But a single experience — one charged with intense emotion — acts like a boulder that immediately tips the entire scale. One intense failure can outweigh ten small wins.

This could be all your clients leaving you at the same time, you go bankrupt and have to close down your business. That one single event, which is charged with intense emotion, drastically tips the scales to “I’m not capable of building a successful business”, and you create a reality where that is true.

This is why trauma has such a profound effect on belief. One sufficiently powerful experience can lock a belief in place for decades.

It’s also why the rich get richer. Not just economically, but psychologically. Kids who grow up seeing money as normal, available, and accessible develop beliefs that make earning and managing money feel natural. Their scale was tipped toward abundance from childhood.

The same is for the poor.

The crazy part is that those early beliefs weren’t even chosen by you.

Most of your core beliefs came from what you observed and experienced as a child. Your parents’ worldview, their relationship with money, and their beliefs about success and safety. What your teachers tell you, what society conditions you with and tells you what people like you could achieve. What you watched in movies or listened to on the radio.
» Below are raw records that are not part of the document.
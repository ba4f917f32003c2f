//! Wire types for the login endpoints. Field names are camelCase, matching
//! the client contract.

use serde::{Deserialize, Serialize};
use sls_identity_core::{Platform, Provider, UserAccount};
use sls_identity_flow::{AuthorizeRequest, TokenRequest};

#[derive(Debug, Deserialize)]
#[serde(rename_all = "camelCase")]
pub struct AuthorizeBody {
    pub provider: Provider,
    pub platform: Platform,
    pub redirect_uri: String,
    pub state: String,
    pub code_challenge: Option<String>,
    pub code_challenge_method: Option<String>,
}

impl From<AuthorizeBody> for AuthorizeRequest {
    fn from(body: AuthorizeBody) -> Self {
        Self {
            provider: body.provider,
            platform: body.platform,
            redirect_uri: body.redirect_uri,
            state: body.state,
            code_challenge: body.code_challenge,
            code_challenge_method: body.code_challenge_method,
        }
    }
}

#[derive(Debug, Serialize)]
#[serde(rename_all = "camelCase")]
pub struct AuthorizeResponse {
    pub authorization_url: String,
    pub state: String,
}

#[derive(Debug, Deserialize)]
pub struct CallbackQuery {
    pub code: String,
    pub state: String,
}

#[derive(Debug, Deserialize)]
#[serde(rename_all = "camelCase")]
pub struct TokenBody {
    pub provider: Provider,
    pub platform: Platform,
    pub code: String,
    pub state: String,
    pub code_verifier: Option<String>,
}

impl From<TokenBody> for TokenRequest {
    fn from(body: TokenBody) -> Self {
        Self {
            provider: body.provider,
            platform: body.platform,
            code: body.code,
            state: body.state,
            code_verifier: body.code_verifier,
        }
    }
}

#[derive(Debug, Serialize)]
pub struct TokenResponseBody {
    pub token: String,
    pub user: UserBody,
}

#[derive(Debug, Serialize)]
#[serde(rename_all = "camelCase")]
pub struct UserBody {
    pub id: i64,
    pub name: Option<String>,
    pub email: Option<String>,
    pub image_url: Option<String>,
}

impl From<&UserAccount> for UserBody {
    fn from(account: &UserAccount) -> Self {
        Self {
            id: account.id,
            name: account.name.clone(),
            email: account.email.clone(),
            image_url: account.avatar_url.clone(),
        }
    }
}

#[derive(Debug, Serialize)]
pub struct ErrorBody {
    pub error: String,
}
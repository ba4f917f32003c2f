//! PKCE challenge generation and verification helpers.

use base64::{Engine, engine::general_purpose::URL_SAFE_NO_PAD};
use rand::{Rng, thread_rng};
use sha2::{Digest, Sha256};

/// PKCE code challenge and verifier pair.
#[derive(Debug, Clone)]
pub struct PkceChallenge {
    pub code_verifier: String,
    pub code_challenge: String,
    pub code_challenge_method: String,
}

impl Default for PkceChallenge {
    fn default() -> Self {
        Self::new()
    }
}

impl PkceChallenge {
    /// Generate a new PKCE challenge
    pub fn new() -> Self {
        let code_verifier = Self::generate_code_verifier();
        let code_challenge = code_challenge_s256(&code_verifier);

        Self {
            code_verifier,
            code_challenge,
            code_challenge_method: "S256".to_string(),
        }
    }

    fn generate_code_verifier() -> String {
        let mut rng = thread_rng();
        let bytes: Vec<u8> = (0..64).map(|_| rng.r#gen::<u8>()).collect();
        URL_SAFE_NO_PAD.encode(bytes)
    }
}

/// S256 transform of a code verifier, as sent in `code_challenge`.
pub fn code_challenge_s256(verifier: &str) -> String {
    let mut hasher = Sha256::new();
    hasher.update(verifier.as_bytes());
    URL_SAFE_NO_PAD.encode(hasher.finalize())
}
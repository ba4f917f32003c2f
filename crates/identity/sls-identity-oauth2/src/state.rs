//! Authorization-state management for CSRF protection.
//!
//! One record per opaque client-supplied state token, alive for at most the
//! configured TTL, consumed exactly once. The store owns the record
//! lifecycle end to end: expiry is enforced here, not by callers checking
//! timestamps.

use crate::error::{OAuth2Error, OAuth2Result};
use crate::types::CodeChallenge;
use async_trait::async_trait;
use chrono::{DateTime, Duration, Utc};
use serde::{Deserialize, Serialize};
use sls_identity_core::{Platform, Provider};
use std::collections::HashMap;
use std::sync::Arc;
use tokio::sync::RwLock;

/// What an authorize request pinned down for its later callback.
#[derive(Debug, Clone, Serialize, Deserialize)]
pub struct AuthorizationState {
    pub provider: Provider,
    pub platform: Platform,
    pub redirect_uri: String,
    pub code_challenge: Option<CodeChallenge>,
}

/// Trait for authorization-state storage.
///
/// `take_once` must be atomic with respect to concurrent callers presenting
/// the same token: exactly one observes the record, all others get
/// [`OAuth2Error::StateNotFound`], even within the TTL window.
#[async_trait]
pub trait AuthorizationStateStore: Send + Sync {
    /// Store a record under `token`, replacing any live record for the same
    /// token, to expire after `ttl`.
    async fn put(
        &self,
        token: &str,
        state: AuthorizationState,
        ttl: Duration,
    ) -> OAuth2Result<()>;

    /// Atomically retrieve and delete the record for `token`.
    async fn take_once(&self, token: &str) -> OAuth2Result<AuthorizationState>;

    /// Evict expired records, returning how many were removed.
    async fn cleanup_expired(&self) -> OAuth2Result<usize>;
}

#[derive(Debug, Clone)]
struct StoredState {
    state: AuthorizationState,
    expires_at: DateTime<Utc>,
}

/// In-memory implementation of [`AuthorizationStateStore`].
pub struct InMemoryStateStore {
    states: Arc<RwLock<HashMap<String, StoredState>>>,
}

impl InMemoryStateStore {
    pub fn new() -> Self {
        Self {
            states: Arc::new(RwLock::new(HashMap::new())),
        }
    }
}

impl Default for InMemoryStateStore {
    fn default() -> Self {
        Self::new()
    }
}

#[async_trait]
impl AuthorizationStateStore for InMemoryStateStore {
    async fn put(
        &self,
        token: &str,
        state: AuthorizationState,
        ttl: Duration,
    ) -> OAuth2Result<()> {
        let mut states = self.states.write().await;
        states.insert(
            token.to_string(),
            StoredState {
                state,
                expires_at: Utc::now() + ttl,
            },
        );
        Ok(())
    }

    async fn take_once(&self, token: &str) -> OAuth2Result<AuthorizationState> {
        let mut states = self.states.write().await;

        // Removing under the write lock makes the winner unique; an expired
        // record is evicted by the same removal.
        let stored = states.remove(token).ok_or(OAuth2Error::StateNotFound)?;

        if Utc::now() > stored.expires_at {
            return Err(OAuth2Error::StateNotFound);
        }

        Ok(stored.state)
    }

    async fn cleanup_expired(&self) -> OAuth2Result<usize> {
        let mut states = self.states.write().await;
        let now = Utc::now();

        let expired_keys: Vec<String> = states
            .iter()
            .filter(|(_, stored)| now > stored.expires_at)
            .map(|(key, _)| key.clone())
            .collect();

        let count = expired_keys.len();

        for key in expired_keys {
            states.remove(&key);
        }

        Ok(count)
    }
}

#[cfg(test)]
mod tests {
    use super::*;

    fn sample_state() -> AuthorizationState {
        AuthorizationState {
            provider: Provider::Google,
            platform: Platform::Web,
            redirect_uri: "http://localhost:3000/callback".to_string(),
            code_challenge: None,
        }
    }

    #[tokio::test]
    async fn take_once_consumes_exactly_once() {
        let store = InMemoryStateStore::new();

        store
            .put("abc123", sample_state(), Duration::minutes(5))
            .await
            .unwrap();

        let taken = store.take_once("abc123").await.unwrap();
        assert_eq!(taken.provider, Provider::Google);
        assert_eq!(taken.platform, Platform::Web);

        // Second consumption attempt must fail, immediately after the first
        let result = store.take_once("abc123").await;
        assert!(matches!(result, Err(OAuth2Error::StateNotFound)));
    }

    #[tokio::test]
    async fn unknown_token_is_not_found() {
        let store = InMemoryStateStore::new();
        let result = store.take_once("never-stored").await;
        assert!(matches!(result, Err(OAuth2Error::StateNotFound)));
    }

    #[tokio::test]
    async fn expired_state_is_unobservable() {
        let store = InMemoryStateStore::new();

        store
            .put("stale", sample_state(), Duration::minutes(-1))
            .await
            .unwrap();

        let result = store.take_once("stale").await;
        assert!(matches!(result, Err(OAuth2Error::StateNotFound)));
    }

    #[tokio::test]
    async fn put_replaces_live_record() {
        let store = InMemoryStateStore::new();

        store
            .put("abc123", sample_state(), Duration::minutes(5))
            .await
            .unwrap();

        let mut replacement = sample_state();
        replacement.platform = Platform::Ios;
        store
            .put("abc123", replacement, Duration::minutes(5))
            .await
            .unwrap();

        // At most one live record per token: only the replacement survives
        let taken = store.take_once("abc123").await.unwrap();
        assert_eq!(taken.platform, Platform::Ios);
        assert!(store.take_once("abc123").await.is_err());
    }

    #[tokio::test]
    async fn concurrent_consumers_have_one_winner() {
        let store = Arc::new(InMemoryStateStore::new());

        store
            .put("contended", sample_state(), Duration::minutes(5))
            .await
            .unwrap();

        let mut handles = vec![];
        for _ in 0..16 {
            let store = store.clone();
            handles.push(tokio::spawn(
                async move { store.take_once("contended").await },
            ));
        }

        let mut winners = 0;
        for handle in handles {
            if handle.await.unwrap().is_ok() {
                winners += 1;
            }
        }

        assert_eq!(winners, 1);
    }

    #[tokio::test]
    async fn cleanup_removes_only_expired() {
        let store = InMemoryStateStore::new();

        store
            .put("stale", sample_state(), Duration::minutes(-1))
            .await
            .unwrap();
        store
            .put("fresh", sample_state(), Duration::minutes(5))
            .await
            .unwrap();

        let cleaned = store.cleanup_expired().await.unwrap();
        assert_eq!(cleaned, 1);

        assert!(store.take_once("stale").await.is_err());
        assert!(store.take_once("fresh").await.is_ok());
    }
}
You didn’t choose them. You inherited them.

And they’ve been living inside of your mind ever since.

And it’s not just money.

This is true for every belief you have in your life.

Beliefs about love, friendships, health, your body, travelling, careers, women, men, animals and more.

Anything you can think of, you most likely have a belief about it.

But you are not doomed to live by the beliefs you have. Especially if they have you experiencing a life you don’t want.

I came to help show you how you can change your beliefs to align with the reality you do want.

You Can Rewrite the Code

Your brain doesn’t distinguish between a real experience and a vividly imagined one. Not in any emotionally meaningful way.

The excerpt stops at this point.